昨日、政府系金融機関のM氏の講演を聞いた。質疑応答を含め刺激的な内容であった。以下、メモ風に記憶に残ったポイントを記す。

  1. ファンドはソブリンゆえに免税特権を母国においても投資国においても享受する。それゆえ投資先相手国との摩擦は望んでいない。

  2. エネルギー価格の急騰を受けて、蓄積された外貨は、とりあえずは産油国のインフラ投資に回るが、それが一巡すれば、投資先を求めるだろう。伝統的な欧米市場以外には新たに日本、その他のアジア諸国が対象となろう。

  3. ソブリン・ウエルス・ファンドの規模は既にヘッジ・ファンドの2倍近くに達している。今後、その規模は更に拡大するだろう。

  4. 投資行動は控えめであり、長期の利益を求めており、経営参加の意志は無い。ハゲタカ・ファンドなどとは、別の世界に属している。

  5. 石油価格の高騰の背景にあるのは、各国の年金基金などの長期的な利益を求める資金の流入であり、短期資金ではない。との分析が正しければ、石油価格の急落は考えにくい。バレル150ドルへ、そして200ドルへ向けての漸増が予測される。
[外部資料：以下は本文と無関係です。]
use crate::{spotify::WebApi, types::AlbumResponse, uri::SpotifyUri, warning};

impl WebApi {
    /// Retrieves the names of the artists credited on an album, in order.
    ///
    /// Returns `None` without caching anything when the URI is malformed,
    /// the album cannot be fetched, or its payload has no `artists` list.
    ///
    /// # Arguments
    ///
    /// * `uri` - Album URI, e.g. `spotify:album:<id>`; also the cache key
    ///
    /// # Returns
    ///
    /// - `Some(Vec<String>)` - Artist names as credited, possibly cached
    /// - `None` - The album could not be resolved
    ///
    /// # Example
    ///
    /// ```
    /// let names = api.get_artists_on_album("spotify:album:6akEvsycLGftJxYudPjmqK").await;
    /// ```
    pub async fn get_artists_on_album(&mut self, uri: &str) -> Option<Vec<String>> {
        if let Some(cached) = self.cache.artists_on_album.get(uri) {
            return Some(cached.clone());
        }

        let album = match SpotifyUri::parse(uri) {
            Ok(album) => album,
            Err(e) => {
                warning!("{}", e);
                return None;
            }
        };

        let url = self.api_url(&format!("albums/{}", album.id));
        let response = self.request_json::<AlbumResponse>(&url, "album").await?;

        let names = response
            .artists
            .into_iter()
            .map(|artist| artist.name)
            .collect::<Vec<String>>();

        Some(self.cache.artists_on_album.insert(uri, names).clone())
    }
}
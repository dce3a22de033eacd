use std::path::PathBuf;

use crate::{spotify::WebApi, success, uri::SpotifyUri, warning};

/// Writes the large cover art of `uri` to `output`, or to `<track-id>.jpg`.
///
/// Returns `false` when no image could be fetched or written.
pub async fn cover(api: &mut WebApi, uri: &str, output: Option<PathBuf>) -> bool {
    let Some(bytes) = api.get_large_coverart(uri).await else {
        warning!("No large cover art found for {}", uri);
        return false;
    };

    let path = output.unwrap_or_else(|| {
        let name = SpotifyUri::parse(uri)
            .map(|track| track.id)
            .unwrap_or_else(|_| "cover".to_string());
        PathBuf::from(format!("{}.jpg", name))
    });

    match async_fs::write(&path, &bytes).await {
        Ok(()) => {
            success!("Wrote {} bytes of cover art to {}", bytes.len(), path.display());
            true
        }
        Err(e) => {
            warning!("Cannot write cover art to {}: {}", path.display(), e);
            false
        }
    }
}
  6. ドルの価値の目減りを受けて、アラビア半島の産油国はドルとのリンクを弱めて行く。ドルとのペッグから通貨バスケットへのペッグへと移行するだろう。そのバスケットにおけるドルの比率は、対米貿易が65パーセントを占めているので65パーセントが合理的であるが、アメリカはドルの役割のそこまでの低下は容認しないだろう。あらゆる圧力を行使して、ドルの比率を8割程度に保とうとするだろう。